Amid the crackdown, hundreds of migrant workers have reportedly fled Gurugram for fear of being detained.

Since the April 22 Pahalgam terror attack, Bengali-speaking migrant workers have been rounded up by the police in several states ruled by the Bharatiya Janata Party and asked to prove that they are Indian citizens. In some cases, individuals who were mistakenly sent to Bangladesh returned to the country after state authorities in India proved that they were Indians.

Banerjee on Thursday said she also received reports from other states like Rajasthan about West Bengal residents being “pushed” into Bangladesh although they had official documentation.

“There are tortures and tortures on hapless poor Bengali workers from West Bengal in these States,” she said. “…Stop this linguistic terror.”

In a similar vein, Trinamool Congress MP Mahua Moitra asked whether the Sector 10A community centre was being used as an illegal detention camp.

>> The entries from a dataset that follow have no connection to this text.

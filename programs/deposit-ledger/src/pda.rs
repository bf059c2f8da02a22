use anchor_lang::prelude::*;

use crate::LedgerError;

pub const USER_ACCOUNT_SEED: &[u8] = b"user_account";

pub fn user_account_seeds(owner: &Pubkey) -> [&[u8]; 2] {
    [USER_ACCOUNT_SEED, owner.as_ref()]
}

/// Canonical user account address and bump for `owner` under `program_id`.
///
/// Clients and the program must derive this identically. Exhausting the
/// bump space cannot happen for a 32-byte owner in practice, but is
/// surfaced as an error rather than a panic.
pub fn derive_user_account(owner: &Pubkey, program_id: &Pubkey) -> Result<(Pubkey, u8)> {
    Pubkey::try_find_program_address(&user_account_seeds(owner), program_id)
        .ok_or_else(|| error!(LedgerError::BumpSeedExhausted))
}

pub fn user_account_address(owner: &Pubkey) -> Result<(Pubkey, u8)> {
    derive_user_account(owner, &crate::ID)
}

/// Checks `address` is the canonical user account of `owner` and returns its bump.
pub fn assert_user_account(address: &Pubkey, owner: &Pubkey, program_id: &Pubkey) -> Result<u8> {
    let (expected, bump) = derive_user_account(owner, program_id)?;
    require_keys_eq!(*address, expected, LedgerError::AddressMismatch);
    Ok(bump)
}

“This is illegal,” she asserted, “This is like living in Nazi Germany, where the Jews were being completely terrorised and [were] living in constant fear of being picked up and put in camps.”

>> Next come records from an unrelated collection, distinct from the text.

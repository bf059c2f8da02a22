#![allow(clippy::result_large_err)]

use anchor_lang::prelude::*;

declare_id!("5uhwkUP4vVQriThomDPHQaK5tqcNd3hXwEZLFiJN5jFh");

pub mod events;
pub mod instructions;
pub mod ledger;
pub mod pda;
pub mod state;

pub use instructions::*;
pub use state::*;

#[program]
pub mod deposit_ledger {
    use super::*;

    /// Deposit lamports into the signer's user account, creating it on first use.
    pub fn deposit(ctx: Context<Deposit>, amount: u64) -> Result<()> {
        instructions::deposit(ctx, amount)
    }

    /// Withdraw lamports back to the owner, keeping the account rent-exempt.
    pub fn withdraw(ctx: Context<Withdraw>, amount: u64) -> Result<()> {
        instructions::withdraw(ctx, amount)
    }
}

#[error_code]
pub enum LedgerError {
    #[msg("Signer does not own this user account")]
    Unauthorized,
    #[msg("Account address does not match the derived user account address")]
    AddressMismatch,
    #[msg("Insufficient funds")]
    InsufficientFunds,
    #[msg("Lamport arithmetic overflow")]
    Overflow,
    #[msg("Unable to find a viable bump seed for the user account")]
    BumpSeedExhausted,
}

Moitra said that migrant workers could not be branded as Bangladeshis merely because they spoke in Bengali.

Commenting on the allegations, Gurugram Police Public Relations Officer Sandeep Kumar was quoted as saying by The Wire that the “suspected immigrants” were being held as per government guidelines, and claiming that they were not being detained. However, he did not specify what the guidelines were.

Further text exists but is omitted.